In the vicinity of cities and towns, however, where more wealth has accumulated, and where the number of persons subjected to the malarial influence is greater, there can be no question as to the propriety of draining, even if nothing but improved health be the object.

Then again, there are immense tracts near the large cities of this country which would be most desirable for residence, were it not that their occupancy, except with certain constant precautions, implies almost inevitable suffering from fever-and-ague, or neuralgia.

Very few neighborhoods within thirty miles of the city of New York are entirely free from these scourges, whose influence has greatly retarded their occupation by those who are seeking country homes; while many, who have braved the dangers of disease in these localities, have had sad cause to regret their temerity.

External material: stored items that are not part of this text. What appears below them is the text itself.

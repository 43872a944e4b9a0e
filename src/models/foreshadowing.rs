use serde::{Deserialize, Serialize};
use chrono::{DateTime, Utc};

#[derive(Debug, Clone, Copy, PartialEq, Eq, Serialize, Deserialize)]
#[serde(rename_all = "lowercase")]
pub enum ForeshadowingStatus {
    Planted,
    Revealed,
    Abandoned,
}

impl Default for ForeshadowingStatus {
    fn default() -> Self {
        ForeshadowingStatus::Planted
    }
}

/// A planted foreshadowing and where (or whether) it pays off.
#[derive(Debug, Clone, Serialize, Deserialize)]
#[serde(rename_all = "camelCase")]
pub struct Foreshadowing {
    pub id: i64,
    pub project_id: i64,
    pub title: String,
    #[serde(default)]
    pub description: Option<String>,
    #[serde(default)]
    pub category: Option<String>,
    #[serde(default)]
    pub planted_chapter: Option<u32>,
    #[serde(default)]
    pub planted_content: Option<String>,
    #[serde(default)]
    pub planted_method: Option<String>,
    #[serde(default)]
    pub planned_reveal_chapter: Option<u32>,
    #[serde(default)]
    pub actual_reveal_chapter: Option<u32>,
    #[serde(default)]
    pub reveal_content: Option<String>,
    #[serde(default)]
    pub status: ForeshadowingStatus,
    #[serde(default)]
    pub related_characters: Vec<i64>,
    #[serde(default)]
    pub related_items: Vec<i64>,
    #[serde(default)]
    pub related_locations: Vec<i64>,
    #[serde(default)]
    pub importance: u8,
    #[serde(default)]
    pub urgency: u8,
    #[serde(default)]
    pub notes: Option<String>,
    pub created_at: DateTime<Utc>,
    pub updated_at: DateTime<Utc>,
}
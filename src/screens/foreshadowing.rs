use std::sync::Arc;

use log::warn;
use serde::Serialize;

use crate::error::{Error, Result};
use crate::models::{Foreshadowing, ForeshadowingStatus};
use crate::services::{ApiClient, Notifier};

use super::projects::upsert;

#[derive(Debug, Clone, Default, Serialize)]
#[serde(rename_all = "camelCase")]
pub struct ForeshadowingForm {
    #[serde(skip)]
    pub id: Option<i64>,
    pub project_id: i64,
    pub title: String,
    pub description: Option<String>,
    pub category: Option<String>,
    pub planted_chapter: Option<u32>,
    pub planted_content: Option<String>,
    pub planned_reveal_chapter: Option<u32>,
    pub actual_reveal_chapter: Option<u32>,
    pub reveal_content: Option<String>,
    pub status: Option<ForeshadowingStatus>,
    pub related_characters: Vec<i64>,
    pub importance: u8,
    pub urgency: u8,
    pub notes: Option<String>,
}

pub struct ForeshadowingScreen {
    api: Arc<ApiClient>,
    notices: Arc<dyn Notifier>,
    pub foreshadowings: Vec<Foreshadowing>,
    pub loading: bool,
}

impl ForeshadowingScreen {
    pub fn new(api: Arc<ApiClient>, notices: Arc<dyn Notifier>) -> Self {
        Self {
            api,
            notices,
            foreshadowings: Vec::new(),
            loading: false,
        }
    }

    pub async fn refresh(&mut self, project_id: i64) {
        self.loading = true;
        match self.api.list_foreshadowings(project_id).await {
            Ok(foreshadowings) => self.foreshadowings = foreshadowings,
            Err(err) => {
                warn!("foreshadowing list failed: {err}");
                self.notices.error("Failed to load foreshadowings");
            }
        }
        self.loading = false;
    }

    pub async fn submit(&mut self, form: &ForeshadowingForm) -> Result<Foreshadowing> {
        if form.title.trim().is_empty() {
            return Err(Error::Validation("title is required".to_string()));
        }
        let saved = match form.id {
            Some(id) => self.api.update_foreshadowing(id, form).await,
            None => self.api.create_foreshadowing(form).await,
        };
        match saved {
            Ok(foreshadowing) => {
                upsert(&mut self.foreshadowings, foreshadowing.clone(), |f| f.id);
                self.notices.success("Foreshadowing saved");
                Ok(foreshadowing)
            }
            Err(err) => {
                self.notices.error("Failed to save foreshadowing");
                Err(err)
            }
        }
    }

    pub async fn remove(&mut self, id: i64) -> Result<()> {
        match self.api.delete_foreshadowing(id).await {
            Ok(()) => {
                self.foreshadowings.retain(|f| f.id != id);
                self.notices.success("Foreshadowing deleted");
                Ok(())
            }
            Err(err) => {
                self.notices.error("Failed to delete foreshadowing");
                Err(err)
            }
        }
    }

    /// Foreshadowings still waiting for their payoff, oldest plant first.
    pub fn pending(&self) -> Vec<&Foreshadowing> {
        let mut pending: Vec<&Foreshadowing> = self
            .foreshadowings
            .iter()
            .filter(|f| f.status == ForeshadowingStatus::Planted)
            .collect();
        pending.sort_by_key(|f| f.planted_chapter.unwrap_or(u32::MAX));
        pending
    }
}
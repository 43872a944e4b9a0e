//! Glue between the selection tracker, the assistant and the patch applier.
//!
//! The overlay remembers the last resolved selection together with its
//! offsets, builds the open parameters for the assistant (selection plus a
//! bounded context window), and routes accepted text back through the patch
//! applier. The remembered selection is cleared after every apply so a stale
//! range cannot be reapplied.

use std::sync::{Arc, Mutex};

use crate::error::Result;
use crate::services::assistant::OpenParams;

use super::document::NodeId;
use super::offsets::{resolve_offsets, ResolvedSelection, TextRange};
use super::patch::{PatchApplier, PatchTarget};
use super::tracker::{
    OnClear, OnSelect, SelectionInfo, SelectionTracker, SharedDocument, TrackerOptions,
};

/// How much text on each side of the selection is shipped as context.
pub const CONTEXT_WINDOW_CHARS: usize = 200;

struct Remembered {
    info: SelectionInfo,
    resolved: ResolvedSelection,
}

#[derive(Clone)]
pub struct AssistantOverlay {
    document: SharedDocument,
    patcher: Arc<Mutex<PatchApplier>>,
    remembered: Arc<Mutex<Option<Remembered>>>,
}

impl AssistantOverlay {
    pub fn new(document: SharedDocument, patcher: PatchApplier) -> Self {
        Self {
            document,
            patcher: Arc::new(Mutex::new(patcher)),
            remembered: Arc::new(Mutex::new(None)),
        }
    }

    /// Build the tracker that feeds this overlay.
    pub fn tracker(&self, options: TrackerOptions) -> SelectionTracker {
        let on_select: OnSelect = {
            let overlay = self.clone();
            Arc::new(move |info: SelectionInfo| overlay.remember(info))
        };
        let on_clear: OnClear = {
            let overlay = self.clone();
            Arc::new(move || overlay.forget())
        };
        SelectionTracker::new(self.document.clone(), options, on_select, on_clear)
    }

    /// Store a freshly resolved selection, superseding any previous one.
    pub fn remember(&self, info: SelectionInfo) {
        let resolved = {
            let doc = self.document.lock().unwrap();
            resolve_offsets(&doc, &info)
        };
        *self.remembered.lock().unwrap() =
            resolved.map(|resolved| Remembered { info, resolved });
    }

    pub fn forget(&self) {
        *self.remembered.lock().unwrap() = None;
    }

    pub fn has_selection(&self) -> bool {
        self.remembered.lock().unwrap().is_some()
    }

    pub fn selected_host(&self) -> Option<NodeId> {
        self.remembered.lock().unwrap().as_ref().map(|r| r.info.host)
    }

    /// Parameters for opening the assistant. With no remembered selection the
    /// assistant still opens; apply then goes to the clipboard.
    pub fn open_params(&self, project_id: i64, chapter_id: Option<i64>) -> OpenParams {
        let (selected_text, context_before, context_after) = {
            let remembered = self.remembered.lock().unwrap();
            match remembered.as_ref() {
                Some(r) => {
                    let (before, after) =
                        context_windows(&r.resolved.full_text, r.resolved.range);
                    (r.info.text.clone(), before, after)
                }
                None => (String::new(), String::new(), String::new()),
            }
        };

        let overlay = self.clone();
        OpenParams {
            project_id,
            selected_text,
            context_before,
            context_after,
            chapter_id,
            on_apply: Box::new(move |text| overlay.apply_text(text)),
            // Cancelling keeps the selection, so a new round can reuse it.
            on_cancel: None,
        }
    }

    /// Splice accepted text into the remembered host, or copy it out when
    /// nothing editable was selected.
    pub fn apply_text(&self, accepted: &str) -> Result<()> {
        let remembered = self.remembered.lock().unwrap().take();
        let target = remembered.map(|r| PatchTarget {
            host: r.info.host,
            range: r.resolved.range,
            dom_range: r.info.range,
        });

        let mut doc = self.document.lock().unwrap();
        let mut patcher = self.patcher.lock().unwrap();
        patcher.apply(&mut doc, target.as_ref(), accepted).map(|_| ())
    }
}

/// Up to [`CONTEXT_WINDOW_CHARS`] characters on each side of the range.
fn context_windows(full_text: &str, range: TextRange) -> (String, String) {
    let before = tail_chars(&full_text[..range.start], CONTEXT_WINDOW_CHARS);
    let after = head_chars(&full_text[range.end..], CONTEXT_WINDOW_CHARS);
    (before.to_string(), after.to_string())
}

fn tail_chars(text: &str, count: usize) -> &str {
    match text.char_indices().rev().nth(count.saturating_sub(1)) {
        Some((index, _)) if count > 0 => &text[index..],
        _ if count == 0 => "",
        _ => text,
    }
}

fn head_chars(text: &str, count: usize) -> &str {
    match text.char_indices().nth(count) {
        Some((index, _)) => &text[..index],
        None => text,
    }
}

#[cfg(test)]
mod tests {
    use super::*;

    #[test]
    fn context_windows_are_bounded() {
        let long = "a".repeat(500);
        let full = format!("{long}SELECTED{long}");
        let range = TextRange {
            start: 500,
            end: 508,
        };
        let (before, after) = context_windows(&full, range);
        assert_eq!(before.chars().count(), CONTEXT_WINDOW_CHARS);
        assert_eq!(after.chars().count(), CONTEXT_WINDOW_CHARS);
    }

    #[test]
    fn short_context_is_taken_whole() {
        let (before, after) = context_windows("abc XY def", TextRange { start: 4, end: 6 });
        assert_eq!(before, "abc ");
        assert_eq!(after, " def");
    }

    #[test]
    fn multibyte_context_respects_char_boundaries() {
        let full = "春眠不觉晓处处闻啼鸟";
        // Select 觉晓 (bytes 9..15).
        let (before, after) = context_windows(full, TextRange { start: 9, end: 15 });
        assert_eq!(before, "春眠不");
        assert_eq!(after, "处处闻啼鸟");
    }

    #[test]
    fn tail_chars_counts_characters_not_bytes() {
        assert_eq!(tail_chars("春眠不觉晓", 2), "觉晓");
        assert_eq!(tail_chars("abc", 0), "");
        assert_eq!(head_chars("春眠不觉晓", 2), "春眠");
        assert_eq!(head_chars("ab", 5), "ab");
    }
}
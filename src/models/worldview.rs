use serde::{Deserialize, Serialize};
use chrono::{DateTime, Utc};

/// A worldview entry. Entries form a hierarchy via `parent_id`; `level` and
/// `order_index` are maintained by the backend.
#[derive(Debug, Clone, Serialize, Deserialize)]
#[serde(rename_all = "camelCase")]
pub struct Worldview {
    pub id: i64,
    pub project_id: i64,
    #[serde(default)]
    pub parent_id: Option<i64>,
    pub category: String,
    pub title: String,
    #[serde(default)]
    pub description: Option<String>,
    #[serde(default)]
    pub tags: Vec<String>,
    #[serde(default)]
    pub importance: u8,
    #[serde(default)]
    pub ai_weight: f32,
    #[serde(default)]
    pub level: u8,
    #[serde(default)]
    pub order_index: u32,
    #[serde(default)]
    pub children: Vec<Worldview>,
    pub created_at: DateTime<Utc>,
    pub updated_at: DateTime<Utc>,
}
//! Per-entity list/form controllers over the REST backend.
//!
//! Each screen owns its fetched list and a busy flag; a failed call surfaces
//! a transient notice and leaves the previous state untouched. Required-field
//! validation fails before any network call is issued.

mod chapters;
mod characters;
mod foreshadowing;
mod items;
mod locations;
mod outline;
mod projects;
mod worldview;
mod writing_style;

pub use chapters::*;
pub use characters::*;
pub use foreshadowing::*;
pub use items::*;
pub use locations::*;
pub use outline::*;
pub use projects::*;
pub use worldview::*;
pub use writing_style::*;
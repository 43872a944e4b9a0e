//! Splicing accepted assistant text back into the originating host.

use std::sync::Arc;

use log::warn;

use crate::error::{Error, Result};
use crate::services::notify::Notifier;

use super::document::{Document, DomRange, HostShape, NodeId};
use super::offsets::TextRange;

/// Write access to the ambient clipboard.
pub trait Clipboard: Send {
    fn write_text(&mut self, text: &str) -> Result<()>;
}

/// System clipboard backed by arboard. The handle is opened lazily on first
/// use; platforms without a clipboard surface `Error::Clipboard` instead of
/// failing construction.
#[derive(Default)]
pub struct SystemClipboard {
    inner: Option<arboard::Clipboard>,
}

impl SystemClipboard {
    pub fn new() -> Self {
        Self::default()
    }
}

impl Clipboard for SystemClipboard {
    fn write_text(&mut self, text: &str) -> Result<()> {
        if self.inner.is_none() {
            match arboard::Clipboard::new() {
                Ok(clipboard) => self.inner = Some(clipboard),
                Err(err) => {
                    return Err(Error::Clipboard(format!("clipboard unavailable: {err}")))
                }
            }
        }
        let Some(clipboard) = self.inner.as_mut() else {
            return Err(Error::Clipboard("clipboard unavailable".to_string()));
        };
        clipboard
            .set_text(text.to_string())
            .map_err(|err| Error::Clipboard(err.to_string()))
    }
}

/// Change-notification contract of the embedding UI framework. Controls must
/// be mutated through this so the framework's change detection observes the
/// edit; `value_changed` fires before `value_committed`, matching the
/// input-then-change convention external listeners rely on.
pub trait ChangeNotifier: Send {
    fn value_changed(&mut self, host: NodeId, value: &str);
    fn value_committed(&mut self, host: NodeId, value: &str);
}

/// Everything remembered about the selection the assistant was opened on.
#[derive(Debug, Clone)]
pub struct PatchTarget {
    pub host: NodeId,
    pub range: TextRange,
    pub dom_range: DomRange,
}

#[derive(Debug, Clone, Copy, PartialEq, Eq)]
pub enum PatchOutcome {
    /// The host was mutated in place. For native controls `caret` is the new
    /// caret position; rich regions promise only "after the inserted text".
    Applied { caret: Option<usize> },
    /// No mutation; the text went to the clipboard.
    Copied,
}

pub struct PatchApplier {
    clipboard: Box<dyn Clipboard>,
    notifier: Option<Box<dyn ChangeNotifier>>,
    notices: Arc<dyn Notifier>,
}

impl PatchApplier {
    pub fn new(clipboard: Box<dyn Clipboard>, notices: Arc<dyn Notifier>) -> Self {
        Self {
            clipboard,
            notifier: None,
            notices,
        }
    }

    pub fn with_change_notifier(mut self, notifier: Box<dyn ChangeNotifier>) -> Self {
        self.notifier = Some(notifier);
        self
    }

    /// Apply accepted text. With no remembered target, or a read-only host,
    /// the text goes to the clipboard; editable hosts are spliced in place.
    pub fn apply(
        &mut self,
        doc: &mut Document,
        target: Option<&PatchTarget>,
        accepted: &str,
    ) -> Result<PatchOutcome> {
        let Some(target) = target else {
            return self.copy_out(accepted);
        };

        match doc.shape(target.host) {
            HostShape::SingleLineControl | HostShape::MultiLineControl => {
                self.splice_control(doc, target, accepted)
            }
            HostShape::RichRegion => {
                let caret = doc.replace_range_with_text(&target.dom_range, accepted);
                doc.select(DomRange {
                    start: caret,
                    end: caret,
                });
                self.notices.success("AI edit applied");
                Ok(PatchOutcome::Applied { caret: None })
            }
            HostShape::StaticText => self.copy_out(accepted),
        }
    }

    fn splice_control(
        &mut self,
        doc: &mut Document,
        target: &PatchTarget,
        accepted: &str,
    ) -> Result<PatchOutcome> {
        let value = doc
            .control(target.host)
            .map(|control| control.value.clone())
            .ok_or_else(|| Error::Validation("host is not a text control".to_string()))?;

        let TextRange { start, end } = target.range;
        if start > end
            || end > value.len()
            || !value.is_char_boundary(start)
            || !value.is_char_boundary(end)
        {
            return Err(Error::Validation(
                "selection range no longer matches the control value".to_string(),
            ));
        }

        let new_value = format!("{}{}{}", &value[..start], accepted, &value[end..]);

        if let Some(control) = doc.control_mut(target.host) {
            control.value = new_value.clone();
        }
        match self.notifier.as_mut() {
            Some(notifier) => {
                notifier.value_changed(target.host, &new_value);
                notifier.value_committed(target.host, &new_value);
            }
            None => {
                // Documented limitation of the fallback path: the embedding
                // framework will not observe this mutation.
                warn!("no change notifier installed; framework listeners not notified");
            }
        }

        let caret = start + accepted.len();
        if let Some(control) = doc.control_mut(target.host) {
            control.selection_start = caret;
            control.selection_end = caret;
        }
        doc.set_focus(Some(target.host));

        self.notices.success("AI edit applied");
        Ok(PatchOutcome::Applied { caret: Some(caret) })
    }

    fn copy_out(&mut self, accepted: &str) -> Result<PatchOutcome> {
        match self.clipboard.write_text(accepted) {
            Ok(()) => {
                self.notices.success("Result copied to clipboard");
                Ok(PatchOutcome::Copied)
            }
            Err(err) => {
                self.notices.error("Copy to clipboard failed");
                Err(err)
            }
        }
    }
}

#[cfg(test)]
mod tests {
    use super::*;
    use crate::editor::document::{Endpoint, Tag, ROOT};
    use crate::services::notify::Notice;
    use std::sync::Mutex;

    pub(crate) struct MemoryClipboard {
        pub writes: Arc<Mutex<Vec<String>>>,
        pub fail: bool,
    }

    impl Clipboard for MemoryClipboard {
        fn write_text(&mut self, text: &str) -> Result<()> {
            if self.fail {
                return Err(Error::Clipboard("denied".to_string()));
            }
            self.writes.lock().unwrap().push(text.to_string());
            Ok(())
        }
    }

    struct RecordingNotifier {
        events: Arc<Mutex<Vec<String>>>,
    }

    impl ChangeNotifier for RecordingNotifier {
        fn value_changed(&mut self, _host: NodeId, value: &str) {
            self.events.lock().unwrap().push(format!("input:{value}"));
        }

        fn value_committed(&mut self, _host: NodeId, value: &str) {
            self.events.lock().unwrap().push(format!("change:{value}"));
        }
    }

    struct MemoryNotices(Arc<Mutex<Vec<Notice>>>);

    impl Notifier for MemoryNotices {
        fn notify(&self, notice: Notice) {
            self.0.lock().unwrap().push(notice);
        }
    }

    fn applier(
        fail_clipboard: bool,
    ) -> (PatchApplier, Arc<Mutex<Vec<String>>>, Arc<Mutex<Vec<String>>>) {
        let writes = Arc::new(Mutex::new(Vec::new()));
        let events = Arc::new(Mutex::new(Vec::new()));
        let applier = PatchApplier::new(
            Box::new(MemoryClipboard {
                writes: writes.clone(),
                fail: fail_clipboard,
            }),
            Arc::new(MemoryNotices(Arc::new(Mutex::new(Vec::new())))),
        )
        .with_change_notifier(Box::new(RecordingNotifier {
            events: events.clone(),
        }));
        (applier, writes, events)
    }

    #[test]
    fn control_splice_replaces_range_and_moves_caret() {
        let mut doc = Document::new();
        let textarea = doc.insert_element(ROOT, Tag::TextArea, false);
        doc.control_mut(textarea).unwrap().value = "Hello world".to_string();
        let target = PatchTarget {
            host: textarea,
            range: TextRange { start: 0, end: 5 },
            dom_range: DomRange {
                start: Endpoint { node: textarea, offset: 0 },
                end: Endpoint { node: textarea, offset: 5 },
            },
        };

        let (mut applier, _, events) = applier(false);
        let outcome = applier.apply(&mut doc, Some(&target), "Hi").unwrap();

        let control = doc.control(textarea).unwrap();
        assert_eq!(control.value, "Hi world");
        assert_eq!(control.selection_start, 2);
        assert_eq!(control.selection_end, 2);
        assert_eq!(outcome, PatchOutcome::Applied { caret: Some(2) });
        assert_eq!(doc.focused(), Some(textarea));

        // Input-style notification precedes the committal one.
        let seen = events.lock().unwrap();
        assert_eq!(
            seen.as_slice(),
            ["input:Hi world", "change:Hi world"]
        );
    }

    #[test]
    fn splice_without_notifier_still_updates_value() {
        let mut doc = Document::new();
        let input = doc.insert_element(ROOT, Tag::Input, false);
        doc.control_mut(input).unwrap().value = "abc".to_string();
        let target = PatchTarget {
            host: input,
            range: TextRange { start: 1, end: 2 },
            dom_range: DomRange {
                start: Endpoint { node: input, offset: 1 },
                end: Endpoint { node: input, offset: 2 },
            },
        };

        let writes = Arc::new(Mutex::new(Vec::new()));
        let mut applier = PatchApplier::new(
            Box::new(MemoryClipboard {
                writes,
                fail: false,
            }),
            Arc::new(MemoryNotices(Arc::new(Mutex::new(Vec::new())))),
        );
        applier.apply(&mut doc, Some(&target), "XY").unwrap();
        assert_eq!(doc.control(input).unwrap().value, "aXYc");
    }

    #[test]
    fn rich_region_replace() {
        let mut doc = Document::new();
        let region = doc.insert_element(ROOT, Tag::Block, true);
        let text = doc.insert_text(region, "ABCDEF");
        let target = PatchTarget {
            host: region,
            range: TextRange { start: 2, end: 4 },
            dom_range: DomRange {
                start: Endpoint { node: text, offset: 2 },
                end: Endpoint { node: text, offset: 4 },
            },
        };

        let (mut applier, writes, _) = applier(false);
        let outcome = applier.apply(&mut doc, Some(&target), "XY").unwrap();

        assert_eq!(doc.text_content(region), "ABXYEF");
        assert_eq!(outcome, PatchOutcome::Applied { caret: None });
        assert!(writes.lock().unwrap().is_empty());
    }

    #[test]
    fn missing_target_copies_to_clipboard_once() {
        let mut doc = Document::new();
        let (mut applier, writes, _) = applier(false);
        let outcome = applier.apply(&mut doc, None, "draft text").unwrap();

        assert_eq!(outcome, PatchOutcome::Copied);
        assert_eq!(writes.lock().unwrap().as_slice(), ["draft text"]);
    }

    #[test]
    fn read_only_host_copies_instead_of_mutating() {
        let mut doc = Document::new();
        let paragraph = doc.insert_element(ROOT, Tag::Block, false);
        let text = doc.insert_text(paragraph, "static prose");
        let target = PatchTarget {
            host: paragraph,
            range: TextRange { start: 0, end: 6 },
            dom_range: DomRange {
                start: Endpoint { node: text, offset: 0 },
                end: Endpoint { node: text, offset: 6 },
            },
        };

        let (mut applier, writes, _) = applier(false);
        let outcome = applier.apply(&mut doc, Some(&target), "rewrite").unwrap();

        assert_eq!(outcome, PatchOutcome::Copied);
        assert_eq!(doc.text_content(paragraph), "static prose");
        assert_eq!(writes.lock().unwrap().as_slice(), ["rewrite"]);
    }

    #[test]
    fn clipboard_failure_is_surfaced() {
        let mut doc = Document::new();
        let (mut applier, writes, _) = applier(true);
        let err = applier.apply(&mut doc, None, "kept text").unwrap_err();

        assert!(matches!(err, Error::Clipboard(_)));
        assert!(writes.lock().unwrap().is_empty());
    }

    #[test]
    fn stale_range_is_rejected() {
        let mut doc = Document::new();
        let input = doc.insert_element(ROOT, Tag::Input, false);
        doc.control_mut(input).unwrap().value = "ab".to_string();
        let target = PatchTarget {
            host: input,
            range: TextRange { start: 0, end: 10 },
            dom_range: DomRange {
                start: Endpoint { node: input, offset: 0 },
                end: Endpoint { node: input, offset: 10 },
            },
        };

        let (mut applier, _, _) = applier(false);
        let err = applier.apply(&mut doc, Some(&target), "X").unwrap_err();
        assert!(matches!(err, Error::Validation(_)));
        assert_eq!(doc.control(input).unwrap().value, "ab");
    }
}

Probably the most striking instance of the effect of malaria on the growth and settlement of suburban districts, is to be found on Staten Island. Within five miles of the Battery; accessible by the most agreeable and best managed ferry from the city; practically, nearer to Wall street than Murray Hill is; with most charming views of land and water; with a beautifully diversified surface, and an excellent soil; and affording capital opportunities for sea bathing, it should be, (were it not for its sanitary reputation, it inevitably would be,) one vast residence-park. Except on its extreme northern end, and along its higher ridges, it has,—and, unfortunately, it deserves,—a most unenviable reputation for insalubrity. Here and there, on the southern slope also, there are favored places which are unaccountably free from the pest, but, as a rule, it is, during the summer and autumn, unsafe to live there without having constant recourse to preventive medication, or exercising unusual and inconvenient precautions with regard to exposure to mid-day sun and evening dew. There are always to be found attractive residences, which are deserted by[pg 210] their owners, and are offered for sale at absurdly low prices. There are isolated instances of very thorough and very costly draining, which has failed of effect, because so extensive a malarial region cannot be reclaimed by anything short of a systematic improvement of the whole.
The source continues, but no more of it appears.